== Segment start ==
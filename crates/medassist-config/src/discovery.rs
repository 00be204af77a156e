//! Config file discovery and layered merging.
//!
//! Resolution order (later overrides earlier):
//! 1. `~/.config/medassist/config.toml` (XDG user config, or `$MEDASSIST_CONFIG_DIR`)
//! 2. `./medassist.toml` (project-local)
//! 3. CLI arguments (handled externally)

use std::path::{Path, PathBuf};

use crate::{AppConfig, ConfigError, Result};

/// Default config filename for project-local config.
const PROJECT_CONFIG_FILE: &str = "medassist.toml";

/// Default config filename within XDG config directory.
const USER_CONFIG_FILE: &str = "config.toml";

/// Application name for XDG directory resolution.
const APP_NAME: &str = "medassist";

/// Environment variable to override the config directory.
const CONFIG_DIR_ENV: &str = "MEDASSIST_CONFIG_DIR";

/// Tracks where each config layer was loaded from.
#[derive(Debug, Clone)]
pub struct ConfigSource {
    /// Path to the config file.
    pub path: PathBuf,
    /// Whether the file was found and loaded.
    pub loaded: bool,
}

/// Result of config discovery and loading.
#[derive(Debug, Clone)]
pub struct LoadedConfig {
    /// The merged configuration.
    pub config: AppConfig,
    /// Sources that were checked, in order of precedence (lowest first).
    pub sources: Vec<ConfigSource>,
    /// Files that exist but failed to load.
    pub warnings: Vec<String>,
}

impl LoadedConfig {
    /// Get paths of sources that were actually loaded.
    pub fn loaded_from(&self) -> Vec<&Path> {
        self.sources
            .iter()
            .filter(|s| s.loaded)
            .map(|s| s.path.as_path())
            .collect()
    }
}

/// Load configuration by discovering and merging all config layers.
pub fn load_config(project_dir: Option<&Path>) -> Result<LoadedConfig> {
    load_config_with_options(project_dir, None)
}

/// Load configuration with explicit control over the user config directory.
///
/// `config_dir` overrides both `MEDASSIST_CONFIG_DIR` and the platform default.
pub fn load_config_with_options(
    project_dir: Option<&Path>,
    config_dir: Option<&Path>,
) -> Result<LoadedConfig> {
    let mut config = AppConfig::new();
    let mut sources = Vec::new();
    let mut warnings = Vec::new();

    let user_config_path = match config_dir {
        Some(dir) => Some(dir.join(USER_CONFIG_FILE)),
        None => xdg_config_path(),
    };
    if let Some(path) = user_config_path {
        sources.push(load_layer(&mut config, &path, &mut warnings));
    }

    let project_path = project_dir
        .map(|d| d.join(PROJECT_CONFIG_FILE))
        .unwrap_or_else(|| PathBuf::from(PROJECT_CONFIG_FILE));
    sources.push(load_layer(&mut config, &project_path, &mut warnings));

    Ok(LoadedConfig {
        config,
        sources,
        warnings,
    })
}

/// Load config from a specific file path (no discovery).
pub fn load_config_file(path: &Path) -> Result<AppConfig> {
    let contents = std::fs::read_to_string(path).map_err(|e| ConfigError::ReadFile {
        path: path.display().to_string(),
        source: e,
    })?;
    AppConfig::from_toml(&contents)
}

/// User config file path.
pub fn xdg_config_path() -> Option<PathBuf> {
    xdg_config_dir().map(|d| d.join(USER_CONFIG_FILE))
}

/// User config directory.
///
/// Checks `MEDASSIST_CONFIG_DIR` first, then falls back to the platform
/// default (`~/.config/medassist` on Linux).
pub fn xdg_config_dir() -> Option<PathBuf> {
    if let Ok(dir) = std::env::var(CONFIG_DIR_ENV)
        && !dir.is_empty()
    {
        return Some(PathBuf::from(dir));
    }
    dirs::config_dir().map(|d| d.join(APP_NAME))
}

/// Try to load a config file and merge it into the existing config.
///
/// A file that exists but fails to load is skipped with a warning.
fn load_layer(config: &mut AppConfig, path: &Path, warnings: &mut Vec<String>) -> ConfigSource {
    if !path.is_file() {
        return ConfigSource {
            path: path.to_path_buf(),
            loaded: false,
        };
    }

    match load_config_file(path) {
        Ok(layer) => {
            tracing::debug!(path = %path.display(), "loaded config layer");
            config.merge(layer);
            ConfigSource {
                path: path.to_path_buf(),
                loaded: true,
            }
        }
        Err(e) => {
            tracing::warn!(path = %path.display(), error = %e, "skipping config file");
            warnings.push(format!("Failed to load {}: {}", path.display(), e));
            ConfigSource {
                path: path.to_path_buf(),
                loaded: false,
            }
        }
    }
}

// ─────────────────────────────────────────────────────────────────────────────
// Tests
// ─────────────────────────────────────────────────────────────────────────────

#[cfg(test)]
mod tests {
    use super::*;
    use serial_test::serial;
    use std::fs;
    use tempfile::TempDir;

    #[test]
    fn test_load_config_file() {
        let dir = TempDir::new().unwrap();
        let path = dir.path().join("config.toml");
        fs::write(
            &path,
            r#"
[llm]
model = "test-model"
"#,
        )
        .unwrap();

        let config = load_config_file(&path).unwrap();
        assert_eq!(config.llm().model(), "test-model");
    }

    #[test]
    fn test_load_config_file_not_found() {
        let err = load_config_file(Path::new("/nonexistent/config.toml")).unwrap_err();
        assert!(matches!(err, ConfigError::ReadFile { .. }));
    }

    #[test]
    fn test_load_config_invalid_toml() {
        let dir = TempDir::new().unwrap();
        let path = dir.path().join("config.toml");
        fs::write(&path, "this is not valid toml {{{{").unwrap();

        let err = load_config_file(&path).unwrap_err();
        assert!(matches!(err, ConfigError::Parse(_)));
    }

    #[test]
    fn test_load_config_no_files() {
        let dir = TempDir::new().unwrap();
        let empty_config_dir = TempDir::new().unwrap();
        let loaded =
            load_config_with_options(Some(dir.path()), Some(empty_config_dir.path())).unwrap();
        assert!(loaded.config.llm.is_none());
        assert!(loaded.loaded_from().is_empty());
        assert_eq!(loaded.sources.len(), 2);
    }

    #[test]
    fn test_load_config_layered_merge() {
        let user_dir = TempDir::new().unwrap();
        let project_dir = TempDir::new().unwrap();

        fs::write(
            user_dir.path().join("config.toml"),
            r#"
[llm]
model = "base-model"

[tool_server]
command = "python"
"#,
        )
        .unwrap();
        fs::write(
            project_dir.path().join("medassist.toml"),
            r#"
[llm]
model = "project-model"
"#,
        )
        .unwrap();

        let loaded =
            load_config_with_options(Some(project_dir.path()), Some(user_dir.path())).unwrap();

        assert_eq!(loaded.config.llm().model(), "project-model");
        assert_eq!(loaded.config.tool_server().command, "python");
        assert_eq!(loaded.loaded_from().len(), 2);
    }

    #[test]
    fn test_malformed_config_warns_but_continues() {
        let dir = TempDir::new().unwrap();
        let empty_config_dir = TempDir::new().unwrap();
        fs::write(dir.path().join("medassist.toml"), "not valid toml {{{{").unwrap();

        let loaded =
            load_config_with_options(Some(dir.path()), Some(empty_config_dir.path())).unwrap();
        assert_eq!(loaded.warnings.len(), 1);
        assert!(loaded.warnings[0].contains("Failed to load"));
        assert!(loaded.loaded_from().is_empty());
    }

    #[test]
    #[serial]
    fn test_config_dir_env_override() {
        let dir = TempDir::new().unwrap();
        // SAFETY: env tests are serialized with #[serial].
        unsafe { std::env::set_var(CONFIG_DIR_ENV, dir.path()) };
        let path = xdg_config_path();
        unsafe { std::env::remove_var(CONFIG_DIR_ENV) };

        assert_eq!(path, Some(dir.path().join("config.toml")));
    }

    #[test]
    #[serial]
    fn test_xdg_config_path_default() {
        // SAFETY: env tests are serialized with #[serial].
        unsafe { std::env::remove_var(CONFIG_DIR_ENV) };
        if let Some(p) = xdg_config_path() {
            assert!(p.ends_with("medassist/config.toml"));
        }
    }
}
== Segment end ==
_Instructions for the task_
Provide solely the number of lines in the data that include the word "const".

_Solution_
4